Luca Pacioli et Piero della Francesca, citoyens de Borgo San Sepolcro

Luca et Piero, citoyens de Borgo San Sepolcro

ou de la représentation picturale de la partie double

 

En dehors de leur lieu de naissance, ces deux toscans de la Renaissance n’ont apparemment que peu de choses en commun. En effet, Luca Pacioli (1450-1514), moine franciscain, enseigna les mathématiques dans plusieurs villes d’Italie, tandis que Piero della Francesca (1416-1492) peignit notamment les fresques de la chapelle de l’église San Francesco à Arezzo, et qui constituent le célèbre cycle de La Légende de la Sainte Croix.

Luca Pacioli

Fra Luca fait éditer à Venise en 1494 un ouvrage important, la Summa de arithmetica, geometrica, proportioni et proportionalita. Son ami, Leonardo en possédait un exemplaire et illustra peu d’années après un autre de ses traités, la Divina proportione. La Summa est consacrée à l’arithmétique, la géométrie et à la grande passion du frère, les proportions. Au livre XI de cet ouvrage, intitulé particularis de computus et scripturis, il décrit et codifie une pratique déjà très répandue chez les marchands de Venise de l’époque, la partie double, et devient ainsi le père de la comptabilité moderne telle que nous la concevons et pratiquons de nos jours encore.

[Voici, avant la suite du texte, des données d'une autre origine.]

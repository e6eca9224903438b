//! Spotify accounts service and Web API endpoints.
//!
//! All upstream collaborators are fixed:
//!
//! - [`AUTHORIZATION_URI`] — user-agent redirect target starting the flow.
//! - [`TOKEN_URI`] — authorization code + verifier exchange.
//! - [`PROFILE_URI`] / [`SEARCH_URI`] — protected resources.
use iref::{Uri, uri};

pub mod authorization;
pub mod token;

/// Spotify authorization endpoint.
pub const AUTHORIZATION_URI: &Uri = uri!("https://accounts.spotify.com/authorize");

/// Spotify token endpoint.
pub const TOKEN_URI: &Uri = uri!("https://accounts.spotify.com/api/token");

/// Current user's profile resource.
pub const PROFILE_URI: &Uri = uri!("https://api.spotify.com/v1/me");

/// Catalog search resource.
pub const SEARCH_URI: &Uri = uri!("https://api.spotify.com/v1/search");
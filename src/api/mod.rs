//! Authenticated Web API calls and their response records.
use serde::{Deserialize, Serialize};
use serde_with::skip_serializing_none;

use crate::{
	AccessToken,
	endpoints::{PROFILE_URI, SEARCH_URI},
	error::AuthError,
	transport::{APPLICATION_JSON, HttpClient, expect_content_type},
	util::extend_uri_query,
};

pub mod view;

/// The authenticated user's profile.
///
/// See: <https://developer.spotify.com/documentation/web-api/reference/get-current-users-profile>
#[skip_serializing_none]
#[derive(Debug, Clone, PartialEq, Eq, Serialize, Deserialize)]
pub struct ProfileRecord {
	/// Display name, absent when the user has not set one.
	pub display_name: Option<String>,

	#[serde(default)]
	pub images: Vec<ImageRecord>,

	/// Spotify user id.
	pub id: String,

	/// Requires the `user-read-email` scope.
	pub email: Option<String>,

	/// Spotify URI (`spotify:user:…`).
	pub uri: String,

	#[serde(default)]
	pub external_urls: ExternalUrls,

	/// Web API endpoint of this profile.
	pub href: String,
}

/// An image in one of the standard catalog sizes.
#[skip_serializing_none]
#[derive(Debug, Clone, PartialEq, Eq, Serialize, Deserialize)]
pub struct ImageRecord {
	pub url: String,
	pub height: Option<u32>,
	pub width: Option<u32>,
}

/// Known external URLs for an object.
#[skip_serializing_none]
#[derive(Debug, Clone, Default, PartialEq, Eq, Serialize, Deserialize)]
pub struct ExternalUrls {
	/// Open Spotify page of the object.
	pub spotify: Option<String>,
}

/// A track from a catalog search.
#[skip_serializing_none]
#[derive(Debug, Clone, PartialEq, Eq, Serialize, Deserialize)]
pub struct TrackRecord {
	pub name: String,

	#[serde(default)]
	pub artists: Vec<ArtistRecord>,

	#[serde(default)]
	pub album: AlbumRecord,

	#[serde(default)]
	pub external_urls: ExternalUrls,

	/// 30-second preview clip, not available for every track.
	pub preview_url: Option<String>,

	pub href: Option<String>,
}

#[derive(Debug, Clone, PartialEq, Eq, Serialize, Deserialize)]
pub struct ArtistRecord {
	pub name: String,
}

#[skip_serializing_none]
#[derive(Debug, Clone, Default, PartialEq, Eq, Serialize, Deserialize)]
pub struct AlbumRecord {
	pub name: Option<String>,

	#[serde(default)]
	pub images: Vec<ImageRecord>,
}

#[derive(Debug, Deserialize)]
struct SearchResponse {
	tracks: TrackPage,
}

#[derive(Debug, Deserialize)]
struct TrackPage {
	#[serde(default)]
	items: Vec<TrackRecord>,
}

#[skip_serializing_none]
#[derive(Serialize)]
struct SearchQuery<'a> {
	q: &'a str,
	#[serde(rename = "type")]
	kind: &'a str,
	limit: Option<u8>,
}

/// Fetches the authenticated user's profile.
///
/// Fails with [`AuthError::Unauthorized`] when the resource server rejects
/// the token (401), [`AuthError::Network`] on transport failure, and
/// [`AuthError::MalformedResponse`] when the body cannot be parsed.
pub async fn fetch_profile(
	http_client: &impl HttpClient,
	token: &AccessToken,
) -> Result<ProfileRecord, AuthError> {
	let request = http::Request::builder()
		.method(http::Method::GET)
		.uri(PROFILE_URI.as_str())
		.header(http::header::AUTHORIZATION, token.authorization_header())
		.body(Vec::new())
		// UNWRAP SAFETY: request parts are statically valid.
		.unwrap();

	decode_resource(http_client.send(request).await?)
}

/// Searches the catalog for tracks matching `query`.
pub async fn search_tracks(
	http_client: &impl HttpClient,
	token: &AccessToken,
	query: &str,
	limit: Option<u8>,
) -> Result<Vec<TrackRecord>, AuthError> {
	let mut uri = SEARCH_URI.to_owned();
	extend_uri_query(
		&mut uri,
		SearchQuery {
			q: query,
			kind: "track",
			limit,
		},
	);

	let request = http::Request::builder()
		.method(http::Method::GET)
		.uri(uri.as_str())
		.header(http::header::AUTHORIZATION, token.authorization_header())
		.body(Vec::new())
		// UNWRAP SAFETY: request parts are statically valid.
		.unwrap();

	let response: SearchResponse = decode_resource(http_client.send(request).await?)?;
	Ok(response.tracks.items)
}

fn decode_resource<T: serde::de::DeserializeOwned>(
	response: http::Response<Vec<u8>>,
) -> Result<T, AuthError> {
	let status = response.status();

	if status == http::StatusCode::UNAUTHORIZED {
		log::error!("resource server rejected the access token");
		return Err(AuthError::Unauthorized);
	}

	if !status.is_success() {
		return Err(AuthError::server(status));
	}

	expect_content_type(response.headers(), &APPLICATION_JSON)?;

	serde_json::from_slice(response.body()).map_err(AuthError::malformed)
}
use std::collections::HashSet;
use std::fmt;
use std::fs;
use std::path::{Path, PathBuf};

use roxmltree::{Document, Node};
use tracing::info;

use crate::catalog::{Catalog, CatalogError};
use crate::elements::{Item, ItemStack, Zone};
use crate::hashing::hash_xml_inputs;
use crate::transformation::{ChangeKind, InventoryOwner, Transformation};
use crate::world::World;

use super::discovery::collect_xml_files_sorted;

#[derive(Debug, Clone, Copy, PartialEq, Eq)]
pub struct SourceLocation {
    pub line: usize,
    pub column: usize,
}

#[derive(Debug, Clone, Copy, PartialEq, Eq)]
pub enum ContentErrorCode {
    ReadFile,
    XmlMalformed,
    InvalidRoot,
    UnknownDefType,
    UnknownField,
    DuplicateField,
    MissingField,
    InvalidValue,
    DuplicateDef,
    /// The defs parsed but describe an inconsistent world or transformation.
    Configuration,
}

#[derive(Debug, Clone)]
pub struct ContentCompileError {
    pub code: ContentErrorCode,
    pub message: String,
    pub file_path: PathBuf,
    pub location: Option<SourceLocation>,
}

impl fmt::Display for ContentCompileError {
    fn fmt(&self, f: &mut fmt::Formatter<'_>) -> fmt::Result {
        match self.location {
            Some(loc) => write!(
                f,
                "{:?}: {} (file={}, line={}, column={})",
                self.code,
                self.message,
                self.file_path.display(),
                loc.line,
                loc.column
            ),
            None => write!(
                f,
                "{:?}: {} (file={})",
                self.code,
                self.message,
                self.file_path.display()
            ),
        }
    }
}

impl std::error::Error for ContentCompileError {}

#[derive(Debug)]
struct PendingWorld {
    file_path: PathBuf,
    location: Option<SourceLocation>,
    items: Vec<Item>,
    zones: Vec<Zone>,
    zones_items: Vec<Item>,
    start_zone: Option<Zone>,
    start_items: Vec<ItemStack>,
    start_zones_items: Vec<(Zone, Vec<ItemStack>)>,
}

#[derive(Debug)]
struct PendingTransformation {
    def_name: String,
    file_path: PathBuf,
    location: Option<SourceLocation>,
    transformation: Transformation,
}

#[derive(Debug, Default)]
struct ParsedDefs {
    world: Option<PendingWorld>,
    transformations: Vec<PendingTransformation>,
}

/// Compiles a single defs document. `file_path` is only used for error reporting.
pub fn compile_catalog_str(raw: &str, file_path: &Path) -> Result<Catalog, ContentCompileError> {
    let mut defs = ParsedDefs::default();
    parse_defs_document(file_path, raw, &mut defs)?;
    assemble_catalog(defs, file_path)
}

pub fn compile_catalog_file(path: &Path) -> Result<Catalog, ContentCompileError> {
    let raw =
        fs::read_to_string(path).map_err(|source| read_error(path.to_path_buf(), source))?;
    let catalog = compile_catalog_str(&raw, path)?;
    let file_name = path
        .file_name()
        .map(|name| name.to_string_lossy().to_string())
        .unwrap_or_default();
    info!(
        defs_path = %path.display(),
        xml_file_count = 1,
        transformations = catalog.len(),
        input_hash = %hash_xml_inputs([(file_name.as_str(), raw.as_str())]),
        "content_compiled"
    );
    Ok(catalog)
}
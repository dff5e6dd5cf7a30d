use std::collections::HashMap;

use crate::elements::{EntityKey, Item, ItemStack, Zone};
use crate::error::ConfigurationError;
use crate::transformation::{ChangeKind, InventoryOwner, Transformation};

trait Registrable: Clone {
    const KIND: &'static str;
    fn key(&self) -> &EntityKey;
    fn name(&self) -> &str;
}

impl Registrable for Item {
    const KIND: &'static str = "item";

    fn key(&self) -> &EntityKey {
        Item::key(self)
    }

    fn name(&self) -> &str {
        Item::name(self)
    }
}

impl Registrable for Zone {
    const KIND: &'static str = "zone";

    fn key(&self) -> &EntityKey {
        Zone::key(self)
    }

    fn name(&self) -> &str {
        Zone::name(self)
    }
}

#[derive(Debug, Clone)]
struct SlotRegistry<T> {
    entries: Vec<T>,
    slots: HashMap<EntityKey, usize>,
}

impl<T> Default for SlotRegistry<T> {
    fn default() -> Self {
        Self {
            entries: Vec::new(),
            slots: HashMap::new(),
        }
    }
}

impl<T: Registrable> SlotRegistry<T> {
    fn register(&mut self, entity: &T) -> Result<usize, ConfigurationError> {
        if let Some(&slot) = self.slots.get(entity.key()) {
            let existing = &self.entries[slot];
            if existing.name() != entity.name() {
                return Err(ConfigurationError::ConflictingName {
                    kind: T::KIND,
                    key: entity.key().clone(),
                    first: existing.name().to_string(),
                    second: entity.name().to_string(),
                });
            }
            return Ok(slot);
        }
        let slot = self.entries.len();
        self.slots.insert(entity.key().clone(), slot);
        self.entries.push(entity.clone());
        Ok(slot)
    }

    fn slot(&self, key: &EntityKey) -> Option<usize> {
        self.slots.get(key).copied()
    }

    fn get(&self, key: &EntityKey) -> Option<&T> {
        self.slot(key).map(|slot| &self.entries[slot])
    }
}

/// Registry of every item and zone a simulation can address.
///
/// Each entity gets a dense slot in `[0, n)` in first-seen order. Slots never
/// change once the world is built, and they are the only addressing scheme used
/// by compiled transformations and by [`crate::CraftingState`].
#[derive(Debug, Clone)]
pub struct World {
    items: SlotRegistry<Item>,
    zones: SlotRegistry<Zone>,
    zones_items: SlotRegistry<Item>,
    start_zone: Option<usize>,
    start_items: Vec<ItemStack>,
    start_zones_items: Vec<(Zone, Vec<ItemStack>)>,
}

impl World {
    pub fn new(
        items: impl IntoIterator<Item = Item>,
        zones: impl IntoIterator<Item = Zone>,
        zones_items: impl IntoIterator<Item = Item>,
    ) -> Result<Self, ConfigurationError> {
        WorldBuilder::default()
            .items(items)
            .zones(zones)
            .zones_items(zones_items)
            .build()
    }

    pub fn builder() -> WorldBuilder {
        WorldBuilder::default()
    }

    /// Infers the world from every item and zone the transformations reference.
    pub fn from_transformations(
        transformations: &[Transformation],
    ) -> Result<Self, ConfigurationError> {
        WorldBuilder::default()
            .with_transformations(transformations)
            .build()
    }

    pub fn items(&self) -> &[Item] {
        &self.items.entries
    }

    pub fn zones(&self) -> &[Zone] {
        &self.zones.entries
    }

    pub fn zones_items(&self) -> &[Item] {
        &self.zones_items.entries
    }

    pub fn n_items(&self) -> usize {
        self.items.entries.len()
    }

    pub fn n_zones(&self) -> usize {
        self.zones.entries.len()
    }

    pub fn n_zones_items(&self) -> usize {
        self.zones_items.entries.len()
    }

    pub fn start_zone(&self) -> Option<&Zone> {
        self.start_zone.map(|slot| &self.zones.entries[slot])
    }

    pub fn start_zone_slot(&self) -> Option<usize> {
        self.start_zone
    }

    pub fn start_items(&self) -> &[ItemStack] {
        &self.start_items
    }

    pub fn start_zones_items(&self) -> &[(Zone, Vec<ItemStack>)] {
        &self.start_zones_items
    }

    pub fn item_slot(&self, item: &Item) -> Result<usize, ConfigurationError> {
        self.item_slot_by_key(item.key())
    }

    pub fn item_slot_by_key(&self, key: &EntityKey) -> Result<usize, ConfigurationError> {
        self.items
            .slot(key)
            .ok_or_else(|| ConfigurationError::UnknownItem { key: key.clone() })
    }

    pub fn zone_slot(&self, zone: &Zone) -> Result<usize, ConfigurationError> {
        self.zone_slot_by_key(zone.key())
    }

    pub fn zone_slot_by_key(&self, key: &EntityKey) -> Result<usize, ConfigurationError> {
        self.zones
            .slot(key)
            .ok_or_else(|| ConfigurationError::UnknownZone { key: key.clone() })
    }

    pub fn zone_item_slot(&self, item: &Item) -> Result<usize, ConfigurationError> {
        self.zone_item_slot_by_key(item.key())
    }

    pub fn zone_item_slot_by_key(&self, key: &EntityKey) -> Result<usize, ConfigurationError> {
        self.zones_items
            .slot(key)
            .ok_or_else(|| ConfigurationError::UnknownZoneItem { key: key.clone() })
    }

    pub fn item_from_slot(&self, slot: usize) -> Option<&Item> {
        self.items.entries.get(slot)
    }

    pub fn zone_from_slot(&self, slot: usize) -> Option<&Zone> {
        self.zones.entries.get(slot)
    }

    pub fn zone_item_from_slot(&self, slot: usize) -> Option<&Item> {
        self.zones_items.entries.get(slot)
    }
}

/// Collects entities and start inventories, then assigns slots in `build`.
#[derive(Debug, Clone, Default)]
pub struct WorldBuilder {
    items: Vec<Item>,
    zones: Vec<Zone>,
    zones_items: Vec<Item>,
    start_zone: Option<Zone>,
    start_items: Vec<ItemStack>,
    start_zones_items: Vec<(Zone, Vec<ItemStack>)>,
}

impl WorldBuilder {
    pub fn items(mut self, items: impl IntoIterator<Item = Item>) -> Self {
        self.items.extend(items);
        self
    }

    pub fn zones(mut self, zones: impl IntoIterator<Item = Zone>) -> Self {
        self.zones.extend(zones);
        self
    }

    pub fn zones_items(mut self, zones_items: impl IntoIterator<Item = Item>) -> Self {
        self.zones_items.extend(zones_items);
        self
    }

    pub fn start_zone(mut self, zone: Zone) -> Self {
        self.start_zone = Some(zone);
        self
    }

    pub fn start_items(mut self, stacks: impl IntoIterator<Item = ItemStack>) -> Self {
        self.start_items.extend(stacks);
        self
    }

    pub fn start_zone_items(
        mut self,
        zone: Zone,
        stacks: impl IntoIterator<Item = ItemStack>,
    ) -> Self {
        let stacks = stacks.into_iter().collect::<Vec<_>>();
        match self
            .start_zones_items
            .iter()
            .position(|(existing, _)| *existing == zone)
        {
            Some(index) => self.start_zones_items[index].1.extend(stacks),
            None => self.start_zones_items.push((zone, stacks)),
        }
        self
    }

    /// Queues every entity referenced by `transformations`.
    ///
    /// Order per transformation: allowed zones, destination, explicit zone owners;
    /// player stacks go to items, every other owner's stacks to zone items. Within an
    /// owner the kinds are visited add, remove, max.
    pub fn with_transformations(mut self, transformations: &[Transformation]) -> Self {
        for transformation in transformations {
            if let Some(zones) = transformation.zones() {
                self.zones.extend(zones.iter().cloned());
            }
            if let Some(destination) = transformation.destination() {
                self.zones.push(destination.clone());
            }
            for (owner, changes) in transformation.declared_changes() {
                if let InventoryOwner::Zone(zone) = &owner {
                    self.zones.push(zone.clone());
                }
                let target = match owner {
                    InventoryOwner::Player => &mut self.items,
                    _ => &mut self.zones_items,
                };
                for kind in ChangeKind::ALL {
                    target.extend(changes.stacks(kind).iter().map(|stack| stack.item.clone()));
                }
            }
        }
        self
    }

    pub fn build(self) -> Result<World, ConfigurationError> {
        let mut items = SlotRegistry::<Item>::default();
        let mut zones = SlotRegistry::<Zone>::default();
        let mut zones_items = SlotRegistry::<Item>::default();

        for item in &self.items {
            items.register(item)?;
        }
        for zone in &self.zones {
            zones.register(zone)?;
        }
        for item in &self.zones_items {
            zones_items.register(item)?;
        }

        for stack in &self.start_items {
            ensure_positive(stack)?;
            items.register(&stack.item)?;
        }
        for (zone, stacks) in &self.start_zones_items {
            zones.register(zone)?;
            for stack in stacks {
                ensure_positive(stack)?;
                zones_items.register(&stack.item)?;
            }
        }

        // Player items and zone items share one key space.
        for zone_item in &zones_items.entries {
            if let Some(item) = items.get(zone_item.key()) {
                if item.name() != zone_item.name() {
                    return Err(ConfigurationError::ConflictingName {
                        kind: "item",
                        key: zone_item.key().clone(),
                        first: item.name().to_string(),
                        second: zone_item.name().to_string(),
                    });
                }
            }
        }

        let start_zone = match &self.start_zone {
            Some(zone) => Some(zones.register(zone)?),
            None if zones.entries.is_empty() => None,
            None => Some(0),
        };

        Ok(World {
            items,
            zones,
            zones_items,
            start_zone,
            start_items: self.start_items,
            start_zones_items: self.start_zones_items,
        })
    }
}

fn ensure_positive(stack: &ItemStack) -> Result<(), ConfigurationError> {
    if stack.quantity == 0 {
        return Err(ConfigurationError::ZeroQuantity {
            item: stack.item.name().to_string(),
        });
    }
    Ok(())
}

#[cfg(test)]
mod tests {
    use super::*;

    fn stacks(names: &[&str]) -> Vec<ItemStack> {
        names.iter().map(|name| ItemStack::from(Item::new(*name))).collect()
    }

    #[test]
    fn slots_follow_first_seen_order_and_deduplicate() {
        let world = World::new(
            [Item::new("b"), Item::new("a"), Item::new("b")],
            [Zone::new("z0"), Zone::new("z1")],
            [Item::new("a")],
        )
        .expect("world");
        assert_eq!(world.n_items(), 2);
        assert_eq!(world.item_slot(&Item::new("b")).expect("b"), 0);
        assert_eq!(world.item_slot(&Item::new("a")).expect("a"), 1);
        assert_eq!(world.zone_slot(&Zone::new("z1")).expect("z1"), 1);
        assert_eq!(world.zone_item_slot(&Item::new("a")).expect("a"), 0);
        assert_eq!(world.start_zone(), Some(&Zone::new("z0")));
    }

    #[test]
    fn unknown_entities_are_reported() {
        let world = World::new([Item::new("a")], [Zone::new("z")], []).expect("world");
        assert!(matches!(
            world.item_slot(&Item::new("nope")),
            Err(ConfigurationError::UnknownItem { .. })
        ));
        assert!(matches!(
            world.zone_slot(&Zone::new("nope")),
            Err(ConfigurationError::UnknownZone { .. })
        ));
        assert!(matches!(
            world.zone_item_slot(&Item::new("a")),
            Err(ConfigurationError::UnknownZoneItem { .. })
        ));
    }

    #[test]
    fn conflicting_names_for_one_key_fail() {
        let err = World::new([Item::numbered(1, "wood"), Item::numbered(1, "stone")], [], [])
            .expect_err("conflict");
        assert!(matches!(
            err,
            ConfigurationError::ConflictingName { kind: "item", .. }
        ));
    }

    #[test]
    fn item_and_zone_item_keys_must_agree_on_names() {
        let err = World::new([Item::numbered(1, "wood")], [], [Item::numbered(1, "log")])
            .expect_err("conflict");
        assert_eq!(
            err,
            ConfigurationError::ConflictingName {
                kind: "item",
                key: EntityKey::Numbered(1),
                first: "wood".to_string(),
                second: "log".to_string(),
            }
        );

        let shared = World::new([Item::new("ore")], [], [Item::new("ore")]).expect("shared");
        assert_eq!(shared.item_slot(&Item::new("ore")), Ok(0));
        assert_eq!(shared.zone_item_slot(&Item::new("ore")), Ok(0));
    }

    #[test]
    fn inferred_world_scans_every_owner() {
        let transformations = [
            Transformation::builder()
                .zones([Zone::new("forest")])
                .add(InventoryOwner::Player, stacks(&["wood"]))
                .remove(InventoryOwner::Current, stacks(&["tree"]))
                .build()
                .expect("chop"),
            Transformation::builder()
                .destination(Zone::new("swamp"))
                .add(InventoryOwner::Destination, stacks(&["footprint"]))
                .add(InventoryOwner::Zone(Zone::new("cave")), stacks(&["echo"]))
                .max(InventoryOwner::Player, stacks(&["boots"]))
                .build()
                .expect("walk"),
        ];
        let world = World::from_transformations(&transformations).expect("world");
        let names = |items: &[Item]| items.iter().map(|i| i.name().to_string()).collect::<Vec<_>>();
        assert_eq!(names(world.items()), ["wood", "boots"]);
        assert_eq!(names(world.zones_items()), ["tree", "footprint", "echo"]);
        let zone_names = world.zones().iter().map(Zone::name).collect::<Vec<_>>();
        assert_eq!(zone_names, ["forest", "swamp", "cave"]);
        assert_eq!(world.start_zone_slot(), Some(0));
    }

    #[test]
    fn start_inventories_register_their_entities() {
        let world = World::builder()
            .zones([Zone::new("a")])
            .start_zone(Zone::new("b"))
            .start_items([ItemStack::new(Item::new("coin"), 3)])
            .start_zone_items(Zone::new("a"), [ItemStack::new(Item::new("ore"), 2)])
            .build()
            .expect("world");
        assert_eq!(world.start_zone_slot(), Some(1));
        assert_eq!(world.n_items(), 1);
        assert_eq!(world.n_zones_items(), 1);
    }

    #[test]
    fn zero_quantity_start_items_fail() {
        let err = World::builder()
            .start_items([ItemStack::new(Item::new("coin"), 0)])
            .build()
            .expect_err("zero");
        assert!(matches!(err, ConfigurationError::ZeroQuantity { .. }));
    }

    #[test]
    fn world_without_zones_has_no_start_zone() {
        let world = World::new([Item::new("a")], [], []).expect("world");
        assert_eq!(world.start_zone(), None);
    }
}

La partie double est un principe simple qui repose sur une réciprocité des comptes, je dirais une symétrie : la dette que j’ai vis-à-vis de mon créancier devient, et ce pour exactement le même montant, une créance dans les comptes de ce dernier.

A quelques kilomètres de Borgo San Sepolcro se trouve un petit village nommé Monterchi. Piero réalise au cours de l’année 1459 un autre de ses chef-d’oeuvres, La Madonna del Parto, fresque toute à la fois émouvante et fascinante. Piero, en effet, représente Marie au ventre arrondi, seule iconographie connue de la vierge enceinte, sous les traits de sa propre mère mourante. Mais le spectateur, très vite, est également intrigué par la composition harmonieuse de cette peinture : l’équilibre et la force qui s’en dégagent résultent de la parfaite symétrie, si l’on excepte l’image de la vierge, tant au niveau du dessin que de la couleur. La ligne imaginaire, qui joint le sommet du rideau écarté par deux anges au pied gauche de la vierge, représente l’axe de symétrie. Les anges qui encadrent la mère de Jésus se superposeraient parfaitement si l’on pouvait plier la fresque en deux. Piero a d’ailleurs utilisé le même carton pour les dessiner. Mais ce n’est pas tout, les couleurs des ailes, des aubes et des chausses que portent ces mêmes séraphins sont complémentaires symétriquement, rouge pour les ailes de l’un, vert pour celles de l’autre et ainsi de suite.

Madonna del Parto

J’imagine alors le jeune Luca, adolescent sans doute déjà préoccupé par la " divine proportion " (le nombre d’or), se rendre à Monterchi avec ses parents afin de voir la fresque de Piero qui lui enseigne les mathématiques et la perspective à Borgo, puis, enthousiasmé par la parfaite figure géométrique qui apparaît devant ses yeux, revenir à de multiples reprises observer cette peinture pour finalement y déceler la représentation imagée de la partie double, " la symétrie des comptes ", technique qui fascina également Machiavel au point de l’utiliser comme principe méthodologique dans l’élaboration de sa pensée politique. Tout cela ne constitue, peut-être, qu’une pure fiction, mais il me plait à penser qu’à une certaine époque, mathématiciens, peintres, architectes, penseurs aimaient à entremêler leurs savoirs et leur vision humaniste du monde, connexion qui demeure très vivace plus de cinq siècles après dans les oeuvres qu’ils nous ont transmises.